On Monday, the House of Representatives voted 369-42 to pass the Ocean Shipping Reform Act. The bicameral legislation – which unanimously passed the U.S. Senate in March 2022 – was signed into law by President Biden on Thursday.
His support is no surprise – in his State of the Union Address, President Biden called on Congress to address unreasonable ocean shipping prices and practices. Most recently, he visited the Port of Los Angeles where he warned, “the rip-off is over.”
Truckload Carriers Association President Jim Ward called the reform “the first major overhaul of U.S. ocean shipping regulations since the 1990s,” citing that “the current market has been hurting American motor carriers and consumers.”

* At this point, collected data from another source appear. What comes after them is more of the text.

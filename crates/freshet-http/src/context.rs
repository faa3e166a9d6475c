//! The HTTP context: one per listener, owner of the route table, the
//! middleware lists, and the connection lifecycle.
//!
//! The context registers itself as a socket context on the event loop and
//! drives every connection through the same per-turn shape:
//!
//! ```text
//! on_data: cork -> parser -> (head -> use-handlers -> router -> handler)*
//!                         -> (body chunk -> in_stream)*
//!          then exactly one of: uncork | close | hand off (upgrade)
//! ```
//!
//! Timeout rules: the idle timer is armed between requests, disarmed while
//! a handler owns the request, re-armed while a body is still arriving or
//! while the outbound buffer holds bytes after an uncork. Expiry closes the
//! socket abruptly — a half-delivered payload must not look complete.

use std::cell::{Cell, RefCell};
use std::io;
use std::net::SocketAddr;
use std::rc::Rc;

use freshet_loop::{ContextId, DataVerdict, EventLoop, Socket, SocketContextOptions, SocketEvents};
use freshet_router::{Dispatch, HttpRouter, Params};
use log::{debug, error};

use crate::connection::{flags, ConnectionData};
use crate::parser::{ChunkVerdict, HeadVerdict, ParseOutcome, DEFAULT_MAX_HEAD_SIZE};
use crate::request::HttpRequest;
use crate::response::HttpResponse;

/// Slow clients are evicted after this many idle seconds by default.
pub const HTTP_IDLE_TIMEOUT_S: u32 = 10;

/// Tunables for one HTTP context.
#[derive(Debug, Clone)]
pub struct ContextOptions {
    /// Seconds of idleness before a connection is closed.
    pub idle_timeout_secs: u32,
    /// Cap on the request head (request line + headers).
    pub max_head_size: usize,
    /// TLS material handed to the socket layer, when serving TLS.
    pub tls: Option<SocketContextOptions>,
}

impl Default for ContextOptions {
    fn default() -> Self {
        Self {
            idle_timeout_secs: HTTP_IDLE_TIMEOUT_S,
            max_head_size: DEFAULT_MAX_HEAD_SIZE,
            tls: None,
        }
    }
}

impl ContextOptions {
    #[must_use]
    pub fn new() -> Self {
        Self::default()
    }

    #[must_use]
    pub fn with_idle_timeout_secs(mut self, secs: u32) -> Self {
        self.idle_timeout_secs = secs;
        self
    }

    #[must_use]
    pub fn with_max_head_size(mut self, bytes: usize) -> Self {
        self.max_head_size = bytes;
        self
    }

    #[must_use]
    pub fn with_tls(mut self, tls: SocketContextOptions) -> Self {
        self.tls = Some(tls);
        self
    }
}

type FilterHandler = Box<dyn FnMut(&HttpResponse, i32)>;
type UseHandler = Box<dyn FnMut(&HttpResponse, &mut HttpRequest)>;

/// The per-dispatch value threaded through the router.
struct RouterData {
    res: HttpResponse,
    req: HttpRequest,
}

struct ContextData {
    loop_: EventLoop,
    id: Cell<Option<ContextId>>,
    router: RefCell<HttpRouter<RouterData>>,
    filters: RefCell<Vec<FilterHandler>>,
    use_handlers: RefCell<Vec<UseHandler>>,
    /// Transient: set by the upgrade bridge inside a handler, consumed by
    /// the ingest pipeline on the same turn.
    upgraded: RefCell<Option<Socket>>,
    options: ContextOptions,
    misuse: Cell<u64>,
}

/// Handle to an HTTP context; clones share the same context.
#[derive(Clone)]
pub struct HttpContext {
    inner: Rc<ContextData>,
}

impl HttpContext {
    /// Create a context on `loop_` and register its event handlers.
    ///
    /// The context is torn down when the last handle drops; the loop keeps
    /// only a weak reference to it.
    pub fn create(loop_: &EventLoop, options: ContextOptions) -> HttpContext {
        let socket_options = options.tls.clone().unwrap_or_default();
        let inner = Rc::new(ContextData {
            loop_: loop_.clone(),
            id: Cell::new(None),
            router: RefCell::new(HttpRouter::new()),
            filters: RefCell::new(Vec::new()),
            use_handlers: RefCell::new(Vec::new()),
            upgraded: RefCell::new(None),
            options,
            misuse: Cell::new(0),
        });
        let id = loop_.add_context_with_options(inner.clone(), socket_options);
        inner.id.set(Some(id));
        HttpContext { inner }
    }

    /// The loop-side identifier of this context.
    #[must_use]
    pub fn context_id(&self) -> ContextId {
        self.inner
            .id
            .get()
            .expect("HttpContext is registered with its loop at create time")
    }

    /// The loop this context serves on.
    #[must_use]
    pub fn event_loop(&self) -> &EventLoop {
        &self.inner.loop_
    }

    /// Register a connect/disconnect filter, called with `+1` on accept and
    /// `-1` on close (never on upgrade handover).
    pub fn filter(&self, handler: impl FnMut(&HttpResponse, i32) + 'static) {
        self.inner.filters.borrow_mut().push(Box::new(handler));
    }

    /// Register a use-handler, called for every request head before routing.
    pub fn use_handler(&self, handler: impl FnMut(&HttpResponse, &mut HttpRequest) + 'static) {
        self.inner.use_handlers.borrow_mut().push(Box::new(handler));
    }

    /// Register a route handler for `method` + `pattern`.
    ///
    /// Patterns support literal segments, `:name` parameters, and a trailing
    /// `*`. A handler may return [`Dispatch::Yielded`] to decline and let
    /// later routes try. Method `"*"` routes match any method, as the second
    /// routing pass.
    pub fn on_http(
        &self,
        method: &str,
        pattern: &str,
        mut handler: impl FnMut(&HttpResponse, &mut HttpRequest) -> Dispatch + 'static,
    ) {
        self.inner.router.borrow_mut().add(
            method,
            pattern,
            move |data: &mut RouterData, params: &Params| {
                data.req.set_params(params.clone());
                handler(&data.res, &mut data.req)
            },
        );
    }

    /// Bind a listener for this context. Registration should precede
    /// listening; the route table is treated as read-only once serving.
    pub fn listen(&self, host: &str, port: u16) -> io::Result<SocketAddr> {
        self.inner.loop_.listen(self.context_id(), host, port)
    }

    /// Hand the (already adopted) socket to the WebSocket layer.
    ///
    /// Only meaningful inside a request handler: the ingest pipeline
    /// consumes the slot on the same turn, uncorks the new socket, and
    /// routes subsequent events to the adopting context.
    pub fn upgrade_to_websocket(&self, new_socket: Socket) {
        *self.inner.upgraded.borrow_mut() = Some(new_socket);
    }

    /// How many handlers returned without responding or registering an
    /// abort handler. Always zero in a correct application.
    #[must_use]
    pub fn handler_misuse_count(&self) -> u64 {
        self.inner.misuse.get()
    }
}

fn conn_data(socket: &Socket) -> Option<Rc<ConnectionData>> {
    socket.ext::<Rc<ConnectionData>>()
}

impl ContextData {
    fn response(&self, socket: &Socket, conn: &Rc<ConnectionData>) -> HttpResponse {
        HttpResponse::new(socket.clone(), Rc::clone(conn), self.options.idle_timeout_secs)
    }

    /// A complete request head came off the parser.
    fn head_arrived(
        &self,
        socket: &Socket,
        conn: &Rc<ConnectionData>,
        mut req: HttpRequest,
    ) -> HeadVerdict {
        let idle = self.options.idle_timeout_secs;

        // the user owns the time budget until they respond
        socket.set_timeout(0);
        conn.set_write_offset(0);

        if conn.has(flags::RESPONSE_PENDING) {
            // pipelined head before the previous response completed
            socket.close();
            return HeadVerdict::Closed;
        }
        conn.begin_request();
        if !req.is_keep_alive() {
            conn.set(flags::CLOSE_AFTER_RESPONSE);
        }

        let res = self.response(socket, conn);
        for use_handler in self.use_handlers.borrow_mut().iter_mut() {
            use_handler(&res, &mut req);
        }

        let method = req.method().to_string();
        let url = req.url().to_string();
        let mut data = RouterData { res, req };
        let routed = {
            let mut router = self.router.borrow_mut();
            router.route(&method, &url, &mut data) || router.route("*", &url, &mut data)
        };
        if !routed {
            debug!("no route for {method} {url}, closing");
            socket.close();
            return HeadVerdict::Closed;
        }

        // an upgrade inside the handler surrendered the socket
        if let Some(new_socket) = self.upgraded.borrow_mut().take() {
            return HeadVerdict::Upgraded(new_socket);
        }
        if socket.is_closed() {
            return HeadVerdict::Closed;
        }
        if socket.is_shut_down() {
            return HeadVerdict::Closed;
        }

        if conn.has(flags::END_CALLED) && conn.has(flags::CLOSE_AFTER_RESPONSE) {
            // flush the corked response, then honour Connection: close
            let _ = socket.uncork();
            socket.close();
            return HeadVerdict::Closed;
        }

        if !conn.has(flags::END_CALLED) && conn.on_aborted.borrow().is_none() {
            self.misuse.set(self.misuse.get() + 1);
            error!(
                "request handler returned without responding or registering an abort handler"
            );
            debug_assert!(
                false,
                "request handler returned without responding or registering an abort handler"
            );
            socket.close();
            return HeadVerdict::Closed;
        }

        if !conn.has(flags::END_CALLED) && conn.in_stream.borrow().is_some() {
            // bound how long the client may take to deliver the body
            socket.set_timeout(idle);
        }
        HeadVerdict::Continue
    }

    /// A body chunk came off the parser; the final chunk may be empty.
    fn chunk_arrived(
        &self,
        socket: &Socket,
        conn: &Rc<ConnectionData>,
        chunk: &[u8],
        is_final: bool,
    ) -> ChunkVerdict {
        let taken = conn.in_stream.borrow_mut().take();
        let Some(mut handler) = taken else {
            return ChunkVerdict::Continue;
        };

        if is_final {
            socket.set_timeout(0);
        } else {
            socket.set_timeout(self.options.idle_timeout_secs);
        }

        // the handler may respond here; timeout must not change afterwards
        handler(chunk, is_final);

        if socket.is_closed() || socket.is_shut_down() {
            return ChunkVerdict::Closed;
        }

        // a consumed stream must not leak into the next request on this
        // socket; restore the handler only mid-body
        if !is_final && conn.in_stream.borrow().is_none() {
            *conn.in_stream.borrow_mut() = Some(handler);
        }
        ChunkVerdict::Continue
    }
}

impl SocketEvents for ContextData {
    fn on_open(&self, socket: &Socket) {
        // any connected socket times out until it carries a request
        socket.set_timeout(self.options.idle_timeout_secs);
        let conn = Rc::new(ConnectionData::new(self.options.max_head_size));
        socket.set_ext(Rc::clone(&conn));

        let res = self.response(socket, &conn);
        for filter in self.filters.borrow_mut().iter_mut() {
            filter(&res, 1);
        }
    }

    fn on_data(&self, socket: &Socket, data: &[u8]) -> DataVerdict {
        // no new work on a shut-down socket
        if socket.is_shut_down() {
            return DataVerdict::Keep;
        }
        let Some(conn) = conn_data(socket) else {
            return DataVerdict::Keep;
        };

        socket.cork();

        let outcome = {
            let mut parser = conn.parser.borrow_mut();
            let mut on_head = |req: HttpRequest| self.head_arrived(socket, &conn, req);
            let mut on_chunk =
                |chunk: &[u8], is_final: bool| self.chunk_arrived(socket, &conn, chunk, is_final);
            parser.consume(data, &mut on_head, &mut on_chunk)
        };

        match outcome {
            ParseOutcome::Continue => {
                let out = socket.uncork();
                if out.backpressure {
                    // the write completes under a writable event, bounded
                    // by the idle timer
                    socket.set_timeout(self.options.idle_timeout_secs);
                }
                DataVerdict::Keep
            }
            ParseOutcome::Upgraded(new_socket) => {
                let _ = new_socket.uncork();
                DataVerdict::Adopted(new_socket)
            }
            ParseOutcome::Closed => DataVerdict::Closed,
            ParseOutcome::Malformed(err) => {
                debug!("closing on parse error: {err}");
                socket.close();
                DataVerdict::Closed
            }
        }
    }

    fn on_writable(&self, socket: &Socket) {
        let Some(conn) = conn_data(socket) else {
            return;
        };
        let taken = conn.on_writable.borrow_mut().take();
        if let Some(mut handler) = taken {
            // the user owns timing while they drain
            socket.set_timeout(0);
            let progress = handler(conn.write_offset());
            if conn.has(flags::RESPONSE_PENDING) && conn.on_writable.borrow().is_none() {
                *conn.on_writable.borrow_mut() = Some(handler);
            }
            if !progress {
                // the user's write failed; do not drain further this turn
                return;
            }
        }
        // push buffered bytes and expect another writable event or request
        // within the timeout
        let _ = socket.drain();
        socket.set_timeout(self.options.idle_timeout_secs);
    }

    fn on_end(&self, socket: &Socket) {
        // half-closed sockets are not a thing in this core
        socket.close();
    }

    fn on_timeout(&self, socket: &Socket) {
        // force close rather than risk a half-delivered payload looking
        // complete to the client
        socket.close();
    }

    fn on_close(&self, socket: &Socket) {
        let Some(conn) = conn_data(socket) else {
            return;
        };
        let res = self.response(socket, &conn);
        for filter in self.filters.borrow_mut().iter_mut() {
            filter(&res, -1);
        }
        // signal the broken request only when one is pending; take the
        // handler out before calling so the slot is free during the call
        let aborted = conn.on_aborted.borrow_mut().take();
        if let Some(aborted) = aborted {
            aborted();
        }
    }
}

The law would make it more difficult for shipping lines to refuse goods ready to export at ports, a practice that has grown in recent years as ocean carriers increasingly opt to turn around containers, even if they are empty, to return them more quickly to Asia and take advantage of higher profits from Asian exports.
The overall intent of the bill is to reduce export backlogs and improve industry oversight to lower prices, ease supply chain disruptions, and fight inflation – which recently hit a 40-year high.
According to the Federal Maritime Commission (FMC), the average worldwide spot market rate to ship a container increased 800% during the pandemic. The skyrocketing freight rates and tight capacity in the shipping market during the pandemic burdened American motor carriers, retailers, manufacturers, and farmers, while ocean shipping lines, mostly based in Europe and Asia, made billions in profits.
In fact, ocean carriers made $150 billion in 2021, a nine-fold annual jump compared to 2020.
Ocean carriers have argued that the high prices – and subsequent profits – are an abnormal spike caused by pandemic-fueled imbalances in supply and demand that will naturally resolve.
However, the Biden administration has blamed rising prices on the lack of competition in the shipping industry. Currently, 10 shipping lines control nearly 85% of the global market whereas 25 years ago, the top 20 companies only controlled half of the total market.
In 2013, top ocean carriers began building business alliances to cooperatively allocate cargo space and coordinate sailing schedules. But by 2018, the United Nations agency responsible for maritime trade described the industry as “a market structure that is more representative of a loose oligopoly.”
Economists have also warned that high freight costs are “stoking inflation and clouding the [pandemic] recovery.” An economist with the Kansas City Federal Reserve found that a 15% increase in shipping costs translated to a 0.1% rise in inflation within a year.
The Ocean Shipping Reform Act will authorize the FMC to self-initiate investigations of ocean carrier business practices and apply enforcement measures when necessary. Additionally, it will direct the FMC to register shipping exchanges to improve the negotiation of service contracts.
However, critics of the legislation have called it “a cure that is worse than the disease”, claiming it fails to address the nationally specific root causes of the challenges facing U.S. exporters and will ultimately hurt efficiency. The World Shipping Council, a shipping lobbying group, said that inadequate U.S. port infrastructure and a workforce overwhelmed by record volumes are the factors causing increased shipping costs.
Despite the debate, bipartisan support allowed Congress and President Biden to move forward with the reform. With his presidency increasingly defined by record-breaking inflation, it is clear his administration is focused on efforts to correct course.